(Saved entries)
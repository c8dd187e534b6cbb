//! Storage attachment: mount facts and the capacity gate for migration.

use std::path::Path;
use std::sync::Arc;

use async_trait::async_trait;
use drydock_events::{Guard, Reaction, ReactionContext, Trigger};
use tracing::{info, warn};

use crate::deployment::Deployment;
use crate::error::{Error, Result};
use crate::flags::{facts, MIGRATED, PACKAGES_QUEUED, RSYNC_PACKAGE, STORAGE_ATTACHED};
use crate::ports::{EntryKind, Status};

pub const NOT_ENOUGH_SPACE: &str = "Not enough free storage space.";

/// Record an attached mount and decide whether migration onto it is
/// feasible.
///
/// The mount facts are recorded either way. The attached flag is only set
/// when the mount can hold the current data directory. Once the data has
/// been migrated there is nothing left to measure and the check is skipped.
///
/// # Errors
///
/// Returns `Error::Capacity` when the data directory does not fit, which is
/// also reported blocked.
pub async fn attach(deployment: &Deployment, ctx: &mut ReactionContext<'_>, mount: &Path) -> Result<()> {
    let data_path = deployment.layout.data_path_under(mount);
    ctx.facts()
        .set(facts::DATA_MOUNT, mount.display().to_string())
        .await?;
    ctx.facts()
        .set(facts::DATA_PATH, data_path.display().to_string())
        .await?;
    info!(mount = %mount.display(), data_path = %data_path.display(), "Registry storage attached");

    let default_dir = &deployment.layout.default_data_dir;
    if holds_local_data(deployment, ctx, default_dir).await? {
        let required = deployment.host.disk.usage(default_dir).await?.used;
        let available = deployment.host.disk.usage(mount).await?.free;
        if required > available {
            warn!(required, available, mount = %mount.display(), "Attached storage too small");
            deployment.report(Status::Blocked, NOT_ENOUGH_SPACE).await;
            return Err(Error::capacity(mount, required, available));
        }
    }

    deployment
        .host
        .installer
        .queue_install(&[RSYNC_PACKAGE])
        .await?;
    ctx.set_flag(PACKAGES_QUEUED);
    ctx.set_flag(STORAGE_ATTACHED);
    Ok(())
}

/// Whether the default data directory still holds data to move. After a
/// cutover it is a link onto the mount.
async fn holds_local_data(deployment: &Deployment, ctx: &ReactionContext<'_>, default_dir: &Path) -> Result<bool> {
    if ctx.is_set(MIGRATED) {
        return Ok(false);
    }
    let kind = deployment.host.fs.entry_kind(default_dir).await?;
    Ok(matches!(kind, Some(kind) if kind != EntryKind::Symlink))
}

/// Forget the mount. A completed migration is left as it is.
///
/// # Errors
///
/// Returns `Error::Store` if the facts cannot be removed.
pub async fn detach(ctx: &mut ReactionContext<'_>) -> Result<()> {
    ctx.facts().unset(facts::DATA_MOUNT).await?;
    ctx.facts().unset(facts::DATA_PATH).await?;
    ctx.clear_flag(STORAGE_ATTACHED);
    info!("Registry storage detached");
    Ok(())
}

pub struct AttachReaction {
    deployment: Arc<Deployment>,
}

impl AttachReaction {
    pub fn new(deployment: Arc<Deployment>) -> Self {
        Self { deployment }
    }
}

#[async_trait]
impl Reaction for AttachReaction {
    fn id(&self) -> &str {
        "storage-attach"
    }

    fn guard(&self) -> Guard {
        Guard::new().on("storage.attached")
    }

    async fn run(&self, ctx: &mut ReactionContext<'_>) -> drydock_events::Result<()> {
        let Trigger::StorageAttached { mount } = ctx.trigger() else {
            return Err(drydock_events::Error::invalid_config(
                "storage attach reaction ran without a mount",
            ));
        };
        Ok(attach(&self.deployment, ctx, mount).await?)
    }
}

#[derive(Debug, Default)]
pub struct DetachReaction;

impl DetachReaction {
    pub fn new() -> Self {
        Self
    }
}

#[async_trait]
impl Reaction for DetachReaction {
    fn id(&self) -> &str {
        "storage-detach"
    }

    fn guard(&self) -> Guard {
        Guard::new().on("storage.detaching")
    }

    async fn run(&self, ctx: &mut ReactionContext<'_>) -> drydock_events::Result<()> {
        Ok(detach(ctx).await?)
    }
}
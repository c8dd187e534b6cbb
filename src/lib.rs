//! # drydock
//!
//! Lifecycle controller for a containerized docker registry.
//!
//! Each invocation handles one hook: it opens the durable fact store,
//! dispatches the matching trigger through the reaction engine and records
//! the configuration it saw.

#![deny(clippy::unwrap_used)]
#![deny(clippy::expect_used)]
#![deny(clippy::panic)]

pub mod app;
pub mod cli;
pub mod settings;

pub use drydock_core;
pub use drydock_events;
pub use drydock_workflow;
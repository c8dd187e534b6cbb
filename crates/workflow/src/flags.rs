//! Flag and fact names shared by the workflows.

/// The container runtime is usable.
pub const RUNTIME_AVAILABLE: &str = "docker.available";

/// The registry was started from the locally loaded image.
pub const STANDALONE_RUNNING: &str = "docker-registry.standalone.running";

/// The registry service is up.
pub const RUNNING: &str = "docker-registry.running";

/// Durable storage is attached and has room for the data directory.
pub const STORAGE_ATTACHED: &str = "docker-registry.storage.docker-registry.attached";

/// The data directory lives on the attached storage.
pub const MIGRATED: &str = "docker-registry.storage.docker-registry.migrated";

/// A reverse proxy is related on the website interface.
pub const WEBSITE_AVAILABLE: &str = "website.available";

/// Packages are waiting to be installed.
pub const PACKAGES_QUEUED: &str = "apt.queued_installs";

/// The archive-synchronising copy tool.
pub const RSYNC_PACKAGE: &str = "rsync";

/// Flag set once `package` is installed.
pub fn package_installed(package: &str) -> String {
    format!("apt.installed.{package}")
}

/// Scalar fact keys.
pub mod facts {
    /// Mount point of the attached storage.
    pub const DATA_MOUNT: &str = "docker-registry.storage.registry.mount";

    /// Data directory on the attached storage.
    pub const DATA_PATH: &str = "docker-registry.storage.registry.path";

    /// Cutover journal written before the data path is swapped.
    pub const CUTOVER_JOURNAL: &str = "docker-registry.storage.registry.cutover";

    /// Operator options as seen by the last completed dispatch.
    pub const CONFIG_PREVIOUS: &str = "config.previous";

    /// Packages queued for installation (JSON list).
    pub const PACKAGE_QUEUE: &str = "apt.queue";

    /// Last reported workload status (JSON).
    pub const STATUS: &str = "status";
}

The problem = Your answer should consist of the lines from the line with "Ok(detach(ctx).await?)" to the line with "pub mod settings;" above, repeated exactly, both ends included.

Response =
        Ok(detach(ctx).await?)
    }
}
repository c8dd187e534b6cbb
filename src/lib.rs
//! # drydock
//!
//! Lifecycle controller for a containerized docker registry.
//!
//! Each invocation handles one hook: it opens the durable fact store,
//! dispatches the matching trigger through the reaction engine and records
//! the configuration it saw.

#![deny(clippy::unwrap_used)]
#![deny(clippy::expect_used)]
#![deny(clippy::panic)]

pub mod app;
pub mod cli;
pub mod settings;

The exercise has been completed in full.